Bush wstrząsnął giełdą

Bush wstrząsnął giełdą

Dodano:   /  Zmieniono: 
Pomieszanie przez prezydenta USA dwóch pojęć - dewaluacji i deflacji podczas konferencji prasowej w Tokio - spowodowało przejściową panikę na tokijskiej giełdzie.
Składający wizytę w Tokio prezydent George W. Bush, poinformował po spotkaniu z premierem Japonii Junichiro Koizumim, że dyskutowano m.in. kwestię dewaluacji - ustawowego obniżenia kursu waluty. Mimo że rzecznik prezydenta wkrótce skorygował, że Bush miał na myśli deflację - działania mające przeciwdziałać inflacji - słowa amerykańskiego gościa zostały natychmiast przyjęte jako zapowiedź dewaluacji japońskiego jena.
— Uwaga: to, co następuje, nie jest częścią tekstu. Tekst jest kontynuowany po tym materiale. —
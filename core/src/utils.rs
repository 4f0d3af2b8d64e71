// Licensed to the Apache Software Foundation (ASF) under one
// or more contributor license agreements.  See the NOTICE file
// distributed with this work for additional information
// regarding copyright ownership.  The ASF licenses this file
// to you under the Apache License, Version 2.0 (the
// "License"); you may not use this file except in compliance
// with the License.  You may obtain a copy of the License at
//
//   http://www.apache.org/licenses/LICENSE-2.0
//
// Unless required by applicable law or agreed to in writing,
// software distributed under the License is distributed on an
// "AS IS" BASIS, WITHOUT WARRANTIES OR CONDITIONS OF ANY
// KIND, either express or implied.  See the License for the
// specific language governing permissions and limitations
// under the License.

//! Utility functions and types.

use std::fmt::Debug;

/// Redacts a secret for `Debug` output.
///
/// - Empty input prints `EMPTY`.
/// - Input shorter than 12 characters is fully hidden.
/// - Longer input keeps its first and last three characters, so that two
///   different keys stay distinguishable in logs without leaking them.
pub struct Redact<'a>(Option<&'a str>);

impl<'a> From<&'a str> for Redact<'a> {
    fn from(value: &'a str) -> Self {
        Redact(Some(value))
    }
}

impl<'a> From<&'a String> for Redact<'a> {
    fn from(value: &'a String) -> Self {
        Redact(Some(value.as_str()))
    }
}

impl<'a> From<&'a Option<String>> for Redact<'a> {
    fn from(value: &'a Option<String>) -> Self {
        Redact(value.as_deref())
    }
}

impl Debug for Redact<'_> {
    fn fmt(&self, f: &mut std::fmt::Formatter<'_>) -> std::fmt::Result {
        let v = self.0.unwrap_or_default();
        match v.chars().count() {
            0 => f.write_str("EMPTY"),
            n if n < 12 => f.write_str("***"),
            n => {
                let head: String = v.chars().take(3).collect();
                let tail: String = v.chars().skip(n - 3).collect();
                write!(f, "{head}***{tail}")
            }
        }
    }
}
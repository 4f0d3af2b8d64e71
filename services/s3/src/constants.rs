// Licensed to the Apache Software Foundation (ASF) under one
// or more contributor license agreements.  See the NOTICE file
// distributed with this work for additional information
// regarding copyright ownership.  The ASF licenses this file
// to you under the Apache License, Version 2.0 (the
// "License"); you may not use this file except in compliance
// with the License.  You may obtain a copy of the License at
//
//   http://www.apache.org/licenses/LICENSE-2.0
//
// Unless required by applicable law or agreed to in writing,
// software distributed under the License is distributed on an
// "AS IS" BASIS, WITHOUT WARRANTIES OR CONDITIONS OF ANY
// KIND, either express or implied.  See the License for the
// specific language governing permissions and limitations
// under the License.

use percent_encoding::AsciiSet;
use percent_encoding::NON_ALPHANUMERIC;

// Headers used in s3 signing.
pub const X_AMZ_CONTENT_SHA_256: &str = "x-amz-content-sha256";
pub const X_AMZ_DATE: &str = "x-amz-date";
pub const X_AMZ_SECURITY_TOKEN: &str = "x-amz-security-token";

/// Hex encoded SHA256 of empty content.
///
/// Only bodyless GET-style requests are signed, so this is always the payload hash.
pub const EMPTY_STRING_SHA256: &str =
    "e3b0c44298fc1c149afbf4c8996fb92427ae41e4649b934ca495991b7852b855";

// Signature V4 protocol constants.
pub const ALGORITHM: &str = "AWS4-HMAC-SHA256";
pub const SIGNING_KEY_PREFIX: &str = "AWS4";
pub const SCOPE_TERMINATOR: &str = "aws4_request";
pub const SERVICE_NAME: &str = "s3";
pub const DEFAULT_REGION: &str = "us-east-1";

// Config keys, all under the `aws` section.
pub const CONFIG_SECTION: &str = "aws";
pub const CONFIG_TIMEOUT: &str = "timeout";
pub const CONFIG_RETRIES: &str = "retries";
pub const CONFIG_METADATA_SERVER: &str = "metadata_server";
pub const CONFIG_REGION: &str = "region";
pub const CONFIG_ACCESS_KEY: &str = "access_key";
pub const CONFIG_SECRET_KEY: &str = "secret_key";
pub const CONFIG_TOKEN: &str = "token";

pub const DEFAULT_TIMEOUT_SECS: i64 = 60;
pub const DEFAULT_RETRIES: i64 = 5;
pub const DEFAULT_METADATA_SERVER: &str = "http://169.254.169.254";

// Instance metadata paths.
pub const IAM_SECURITY_CREDENTIALS_PATH: &str = "latest/meta-data/iam/security-credentials/";
pub const AVAILABILITY_ZONE_PATH: &str = "latest/meta-data/placement/availability-zone/";

/// AsciiSet for [AWS UriEncode](https://docs.aws.amazon.com/AmazonS3/latest/API/sig-v4-header-based-auth.html)
///
/// Used to quote relative object paths; `/` is kept as the key separator.
pub static AWS_URI_ENCODE_SET: AsciiSet = NON_ALPHANUMERIC
    .remove(b'/')
    .remove(b'-')
    .remove(b'.')
    .remove(b'_')
    .remove(b'~');

/// AsciiSet for [AWS UriEncode](https://docs.aws.amazon.com/AmazonS3/latest/API/sig-v4-header-based-auth.html)
///
/// But used in query.
pub static AWS_QUERY_ENCODE_SET: AsciiSet = NON_ALPHANUMERIC
    .remove(b'-')
    .remove(b'.')
    .remove(b'_')
    .remove(b'~');
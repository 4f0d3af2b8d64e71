// Licensed to the Apache Software Foundation (ASF) under one
// or more contributor license agreements.  See the NOTICE file
// distributed with this work for additional information
// regarding copyright ownership.  The ASF licenses this file
// to you under the Apache License, Version 2.0 (the
// "License"); you may not use this file except in compliance
// with the License.  You may obtain a copy of the License at
//
//   http://www.apache.org/licenses/LICENSE-2.0
//
// Unless required by applicable law or agreed to in writing,
// software distributed under the License is distributed on an
// "AS IS" BASIS, WITHOUT WARRANTIES OR CONDITIONS OF ANY
// KIND, either express or implied.  See the License for the
// specific language governing permissions and limitations
// under the License.

use crate::{Error, Result};
use bytes::Bytes;
use std::fmt::Debug;
use std::sync::Arc;
use std::time::Duration;

/// Context provides the side-effecting components used while resolving
/// credentials and signing requests.
///
/// ## Important
///
/// cob provides NO default HTTP client. Any unconfigured HTTP sender is a no-op
/// implementation that returns errors when called. Sleeping defaults to blocking
/// the current thread.
///
/// ## Example
///
/// ```
/// use cob_core::{Context, ThreadSleep};
///
/// let ctx = Context::new().with_sleep(ThreadSleep);
/// ```
#[derive(Clone, Debug)]
pub struct Context {
    http: Arc<dyn HttpSend>,
    sleep: Arc<dyn Sleep>,
}

impl Default for Context {
    fn default() -> Self {
        Self::new()
    }
}

impl Context {
    /// Create a new Context with a no-op HTTP sender and a thread sleeper.
    pub fn new() -> Self {
        Self {
            http: Arc::new(NoopHttpSend),
            sleep: Arc::new(ThreadSleep),
        }
    }

    /// Replace the HTTP client implementation.
    pub fn with_http_send(mut self, http: impl HttpSend) -> Self {
        self.http = Arc::new(http);
        self
    }

    /// Replace the sleep implementation.
    pub fn with_sleep(mut self, sleep: impl Sleep) -> Self {
        self.sleep = Arc::new(sleep);
        self
    }

    /// Send http request and return the response.
    ///
    /// `timeout` bounds this call only.
    #[inline]
    pub fn http_send(
        &self,
        req: http::Request<Bytes>,
        timeout: Duration,
    ) -> Result<http::Response<Bytes>> {
        self.http.http_send(req, timeout)
    }

    /// Block the caller for `dur`.
    #[inline]
    pub fn sleep(&self, dur: Duration) {
        self.sleep.sleep(dur)
    }
}

/// HttpSend is used to send http request during credential resolution.
///
/// For example, fetch the IAM role name from the instance metadata service. This
/// trait is designed especially for the signer, please don't use it as a general
/// http client.
pub trait HttpSend: Debug + Send + Sync + 'static {
    /// Send http request and return the response.
    ///
    /// Implementations must apply `timeout` to this request alone and never
    /// change a timeout shared with other callers.
    fn http_send(&self, req: http::Request<Bytes>, timeout: Duration)
        -> Result<http::Response<Bytes>>;
}

/// Sleep blocks the current caller between retry attempts.
pub trait Sleep: Debug + Send + Sync + 'static {
    /// Block for the given duration.
    fn sleep(&self, dur: Duration);
}

/// NoopHttpSend is a no-op implementation that always returns an error.
///
/// This is used when no HTTP client is configured.
#[derive(Debug, Clone, Copy, Default)]
pub struct NoopHttpSend;

impl HttpSend for NoopHttpSend {
    fn http_send(
        &self,
        _req: http::Request<Bytes>,
        _timeout: Duration,
    ) -> Result<http::Response<Bytes>> {
        Err(Error::unexpected(
            "HTTP sending not supported: no HTTP client configured",
        ))
    }
}

/// ThreadSleep blocks the current thread via [`std::thread::sleep`].
#[derive(Debug, Clone, Copy, Default)]
pub struct ThreadSleep;

impl Sleep for ThreadSleep {
    fn sleep(&self, dur: Duration) {
        std::thread::sleep(dur)
    }
}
W związku z tym inwestorzy zaczęli masowo pozbywać się jenów, co spowodowało wzrost kursu dolara na tokijskiej giełdzie. Do uspokojenia nastrojów i stabilizacji kursu dolara na poziomie zbliżonym do piątkowego doprowadziły dopiero oficjalne dementi, a także interwencja rządu japońskiego.

Problem dewaluacji jena jest w Japonii sprawą szczególnie drażliwą, tym bardziej że Waszyngton w ostatnim czasie zarzucał Tokio, iż rozmyślnie prowadzi do spadku wartości jena wobec dolara, by tym samym zwiększyć konkurencyjność swego eksportu. Wypowiedź Busha została odebrana jako zgoda Waszyngtonu na takie fluktuacje kursu jena wobec dolara.